What you need to do:
Look through the material below and copy exactly the lines from the line with "let channel = endpoint" to the line with "assert_eq!(cfg.teardown_grace, Duration::from_secs(1));", those two lines included.

Entries supplied:
##########

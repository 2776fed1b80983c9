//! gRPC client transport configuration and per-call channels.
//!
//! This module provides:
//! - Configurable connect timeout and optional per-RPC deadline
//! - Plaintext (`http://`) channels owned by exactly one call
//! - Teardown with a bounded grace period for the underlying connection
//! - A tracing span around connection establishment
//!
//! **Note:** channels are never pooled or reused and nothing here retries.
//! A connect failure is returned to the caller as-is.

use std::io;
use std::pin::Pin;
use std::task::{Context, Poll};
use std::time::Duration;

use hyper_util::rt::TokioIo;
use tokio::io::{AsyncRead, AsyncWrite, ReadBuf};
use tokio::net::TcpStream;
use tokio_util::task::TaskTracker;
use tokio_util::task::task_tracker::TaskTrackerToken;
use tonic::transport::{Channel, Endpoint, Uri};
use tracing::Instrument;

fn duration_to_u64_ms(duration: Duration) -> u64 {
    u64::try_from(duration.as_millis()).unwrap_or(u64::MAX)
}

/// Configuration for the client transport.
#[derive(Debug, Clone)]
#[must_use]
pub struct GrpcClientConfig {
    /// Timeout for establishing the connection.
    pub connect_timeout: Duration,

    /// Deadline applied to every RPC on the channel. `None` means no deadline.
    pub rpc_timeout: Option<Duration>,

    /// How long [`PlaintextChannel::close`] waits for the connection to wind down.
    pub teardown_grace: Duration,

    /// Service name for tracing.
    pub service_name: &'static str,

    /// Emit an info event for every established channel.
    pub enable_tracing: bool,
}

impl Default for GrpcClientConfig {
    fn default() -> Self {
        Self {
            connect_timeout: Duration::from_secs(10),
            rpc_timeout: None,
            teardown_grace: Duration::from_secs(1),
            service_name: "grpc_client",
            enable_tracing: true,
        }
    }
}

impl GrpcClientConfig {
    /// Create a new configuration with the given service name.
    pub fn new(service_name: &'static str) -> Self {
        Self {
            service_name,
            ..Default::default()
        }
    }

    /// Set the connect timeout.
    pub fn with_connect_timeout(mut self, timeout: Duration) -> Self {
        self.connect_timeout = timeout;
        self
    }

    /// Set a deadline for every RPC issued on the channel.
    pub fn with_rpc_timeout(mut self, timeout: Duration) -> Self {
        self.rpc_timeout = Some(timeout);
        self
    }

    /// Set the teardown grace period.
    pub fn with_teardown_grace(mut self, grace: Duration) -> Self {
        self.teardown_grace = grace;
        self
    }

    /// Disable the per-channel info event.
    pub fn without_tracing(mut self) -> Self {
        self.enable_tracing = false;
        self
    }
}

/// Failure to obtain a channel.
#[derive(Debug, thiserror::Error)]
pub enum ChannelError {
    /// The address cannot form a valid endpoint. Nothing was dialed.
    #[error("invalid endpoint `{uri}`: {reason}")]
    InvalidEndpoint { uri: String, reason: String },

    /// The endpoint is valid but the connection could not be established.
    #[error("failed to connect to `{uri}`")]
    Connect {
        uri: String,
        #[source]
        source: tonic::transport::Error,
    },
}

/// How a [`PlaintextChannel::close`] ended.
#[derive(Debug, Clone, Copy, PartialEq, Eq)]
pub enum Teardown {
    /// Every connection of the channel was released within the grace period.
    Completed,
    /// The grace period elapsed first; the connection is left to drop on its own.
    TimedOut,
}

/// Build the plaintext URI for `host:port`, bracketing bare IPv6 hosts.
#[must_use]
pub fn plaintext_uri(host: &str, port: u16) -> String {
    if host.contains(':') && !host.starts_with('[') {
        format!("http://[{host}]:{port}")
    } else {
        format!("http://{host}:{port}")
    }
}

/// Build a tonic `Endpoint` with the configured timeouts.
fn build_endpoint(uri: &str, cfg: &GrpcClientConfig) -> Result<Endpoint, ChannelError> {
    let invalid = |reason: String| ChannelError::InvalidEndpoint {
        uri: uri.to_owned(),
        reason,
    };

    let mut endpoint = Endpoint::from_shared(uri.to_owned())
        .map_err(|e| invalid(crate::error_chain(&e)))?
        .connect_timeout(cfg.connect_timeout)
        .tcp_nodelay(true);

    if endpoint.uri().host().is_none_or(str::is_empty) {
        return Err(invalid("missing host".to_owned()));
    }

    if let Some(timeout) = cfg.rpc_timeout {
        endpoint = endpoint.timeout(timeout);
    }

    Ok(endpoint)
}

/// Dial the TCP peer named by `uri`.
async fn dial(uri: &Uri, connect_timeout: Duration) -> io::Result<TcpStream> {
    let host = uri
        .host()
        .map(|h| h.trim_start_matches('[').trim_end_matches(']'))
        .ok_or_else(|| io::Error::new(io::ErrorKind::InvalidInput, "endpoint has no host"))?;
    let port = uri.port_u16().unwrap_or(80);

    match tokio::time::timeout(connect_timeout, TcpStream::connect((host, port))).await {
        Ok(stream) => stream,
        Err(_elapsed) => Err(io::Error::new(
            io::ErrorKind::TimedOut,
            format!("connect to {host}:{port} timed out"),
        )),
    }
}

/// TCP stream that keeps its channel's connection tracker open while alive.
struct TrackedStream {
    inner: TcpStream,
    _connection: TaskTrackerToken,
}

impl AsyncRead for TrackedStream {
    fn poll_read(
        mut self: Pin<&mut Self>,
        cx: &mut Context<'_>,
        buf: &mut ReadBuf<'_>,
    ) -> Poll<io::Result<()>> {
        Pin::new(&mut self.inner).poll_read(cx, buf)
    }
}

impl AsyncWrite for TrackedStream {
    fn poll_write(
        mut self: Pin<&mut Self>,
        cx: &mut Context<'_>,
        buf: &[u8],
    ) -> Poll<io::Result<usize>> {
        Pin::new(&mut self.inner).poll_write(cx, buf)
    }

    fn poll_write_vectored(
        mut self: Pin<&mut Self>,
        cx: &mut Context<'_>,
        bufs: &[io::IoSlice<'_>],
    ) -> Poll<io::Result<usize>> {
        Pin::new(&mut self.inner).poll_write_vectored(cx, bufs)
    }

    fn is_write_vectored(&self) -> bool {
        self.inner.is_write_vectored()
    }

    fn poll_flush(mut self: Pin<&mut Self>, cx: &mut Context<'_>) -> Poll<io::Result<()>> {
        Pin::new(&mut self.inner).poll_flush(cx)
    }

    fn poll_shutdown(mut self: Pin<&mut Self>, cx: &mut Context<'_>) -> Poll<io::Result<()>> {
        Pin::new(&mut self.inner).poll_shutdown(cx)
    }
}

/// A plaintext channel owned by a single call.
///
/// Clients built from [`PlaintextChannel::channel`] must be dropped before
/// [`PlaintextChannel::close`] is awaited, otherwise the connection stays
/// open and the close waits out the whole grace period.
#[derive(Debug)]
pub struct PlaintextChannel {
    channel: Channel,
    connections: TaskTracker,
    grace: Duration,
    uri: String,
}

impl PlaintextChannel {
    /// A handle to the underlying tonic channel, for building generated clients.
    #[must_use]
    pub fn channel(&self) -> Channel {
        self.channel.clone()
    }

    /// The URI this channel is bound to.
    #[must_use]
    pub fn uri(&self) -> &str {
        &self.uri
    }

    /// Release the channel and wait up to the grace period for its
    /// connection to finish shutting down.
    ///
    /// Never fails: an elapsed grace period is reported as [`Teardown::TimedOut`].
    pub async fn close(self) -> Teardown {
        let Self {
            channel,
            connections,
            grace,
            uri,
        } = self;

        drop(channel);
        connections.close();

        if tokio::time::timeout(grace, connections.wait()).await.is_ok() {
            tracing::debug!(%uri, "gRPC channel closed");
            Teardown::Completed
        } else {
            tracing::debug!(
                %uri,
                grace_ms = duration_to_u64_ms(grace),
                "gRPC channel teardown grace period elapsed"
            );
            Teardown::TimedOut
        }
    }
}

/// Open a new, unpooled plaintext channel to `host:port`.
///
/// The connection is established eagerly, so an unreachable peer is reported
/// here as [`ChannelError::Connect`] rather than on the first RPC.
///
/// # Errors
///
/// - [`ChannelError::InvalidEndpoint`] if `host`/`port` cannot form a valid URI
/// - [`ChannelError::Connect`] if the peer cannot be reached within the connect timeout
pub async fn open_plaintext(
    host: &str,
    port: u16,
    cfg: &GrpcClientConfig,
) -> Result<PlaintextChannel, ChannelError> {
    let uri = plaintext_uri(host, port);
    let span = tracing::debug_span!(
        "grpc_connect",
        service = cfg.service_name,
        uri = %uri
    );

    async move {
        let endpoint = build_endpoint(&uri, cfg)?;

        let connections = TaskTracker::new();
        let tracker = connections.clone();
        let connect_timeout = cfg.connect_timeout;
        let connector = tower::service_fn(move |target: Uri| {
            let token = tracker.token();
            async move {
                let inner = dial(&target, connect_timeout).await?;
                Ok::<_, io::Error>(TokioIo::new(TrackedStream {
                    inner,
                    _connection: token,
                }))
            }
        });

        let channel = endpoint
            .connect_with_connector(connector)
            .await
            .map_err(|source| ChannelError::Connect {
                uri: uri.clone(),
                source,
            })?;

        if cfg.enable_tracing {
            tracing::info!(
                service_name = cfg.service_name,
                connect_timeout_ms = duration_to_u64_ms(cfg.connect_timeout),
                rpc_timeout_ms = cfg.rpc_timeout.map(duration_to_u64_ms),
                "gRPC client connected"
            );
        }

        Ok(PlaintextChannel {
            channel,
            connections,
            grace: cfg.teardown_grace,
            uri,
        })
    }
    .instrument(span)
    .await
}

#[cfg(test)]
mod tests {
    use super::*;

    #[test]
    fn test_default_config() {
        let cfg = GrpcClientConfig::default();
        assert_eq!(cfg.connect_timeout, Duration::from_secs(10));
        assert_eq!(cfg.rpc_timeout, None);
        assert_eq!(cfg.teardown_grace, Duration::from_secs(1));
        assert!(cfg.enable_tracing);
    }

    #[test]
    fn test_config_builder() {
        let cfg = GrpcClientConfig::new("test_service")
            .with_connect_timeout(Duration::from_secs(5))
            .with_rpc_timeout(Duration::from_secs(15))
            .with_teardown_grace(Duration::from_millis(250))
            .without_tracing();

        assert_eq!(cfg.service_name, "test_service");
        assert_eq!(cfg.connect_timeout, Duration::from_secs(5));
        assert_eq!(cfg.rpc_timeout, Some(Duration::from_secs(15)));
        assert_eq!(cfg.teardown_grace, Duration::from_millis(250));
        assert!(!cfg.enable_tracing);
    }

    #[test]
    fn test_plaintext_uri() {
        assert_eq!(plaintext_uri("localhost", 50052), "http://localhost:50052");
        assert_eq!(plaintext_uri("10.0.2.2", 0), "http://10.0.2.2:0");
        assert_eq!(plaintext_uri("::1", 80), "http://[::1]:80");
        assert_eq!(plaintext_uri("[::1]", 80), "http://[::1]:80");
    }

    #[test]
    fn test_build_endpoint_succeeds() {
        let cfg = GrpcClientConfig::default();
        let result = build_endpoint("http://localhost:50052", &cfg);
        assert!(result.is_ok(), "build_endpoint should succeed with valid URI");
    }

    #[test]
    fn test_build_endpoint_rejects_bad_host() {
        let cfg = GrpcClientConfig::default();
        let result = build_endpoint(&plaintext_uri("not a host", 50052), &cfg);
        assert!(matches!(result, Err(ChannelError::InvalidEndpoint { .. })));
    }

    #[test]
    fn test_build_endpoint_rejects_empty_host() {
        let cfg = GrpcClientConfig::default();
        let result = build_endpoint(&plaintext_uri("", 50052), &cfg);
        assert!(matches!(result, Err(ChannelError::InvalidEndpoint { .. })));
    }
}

##########

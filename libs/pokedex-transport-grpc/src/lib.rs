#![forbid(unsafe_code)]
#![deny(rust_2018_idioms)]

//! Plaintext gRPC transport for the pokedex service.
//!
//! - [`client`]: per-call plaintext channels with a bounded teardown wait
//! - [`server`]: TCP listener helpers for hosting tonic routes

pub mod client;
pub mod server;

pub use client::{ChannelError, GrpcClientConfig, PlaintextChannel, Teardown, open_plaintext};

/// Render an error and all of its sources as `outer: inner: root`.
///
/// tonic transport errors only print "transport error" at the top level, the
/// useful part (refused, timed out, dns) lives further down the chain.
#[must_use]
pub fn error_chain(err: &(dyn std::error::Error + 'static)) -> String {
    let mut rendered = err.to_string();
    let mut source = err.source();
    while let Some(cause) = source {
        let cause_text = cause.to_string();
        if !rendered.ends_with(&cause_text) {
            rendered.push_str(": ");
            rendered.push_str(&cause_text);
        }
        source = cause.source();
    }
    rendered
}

##########

Exercise answer:
        let channel = endpoint
            .connect_with_connector(connector)
            .await
            .map_err(|source| ChannelError::Connect {
                uri: uri.clone(),
                source,
            })?;

        if cfg.enable_tracing {
            tracing::info!(
                service_name = cfg.service_name,
                connect_timeout_ms = duration_to_u64_ms(cfg.connect_timeout),
                rpc_timeout_ms = cfg.rpc_timeout.map(duration_to_u64_ms),
                "gRPC client connected"
            );
        }

        Ok(PlaintextChannel {
            channel,
            connections,
            grace: cfg.teardown_grace,
            uri,
        })
    }
    .instrument(span)
    .await
}

#[cfg(test)]
mod tests {
    use super::*;

    #[test]
    fn test_default_config() {
        let cfg = GrpcClientConfig::default();
        assert_eq!(cfg.connect_timeout, Duration::from_secs(10));
        assert_eq!(cfg.rpc_timeout, None);
        assert_eq!(cfg.teardown_grace, Duration::from_secs(1));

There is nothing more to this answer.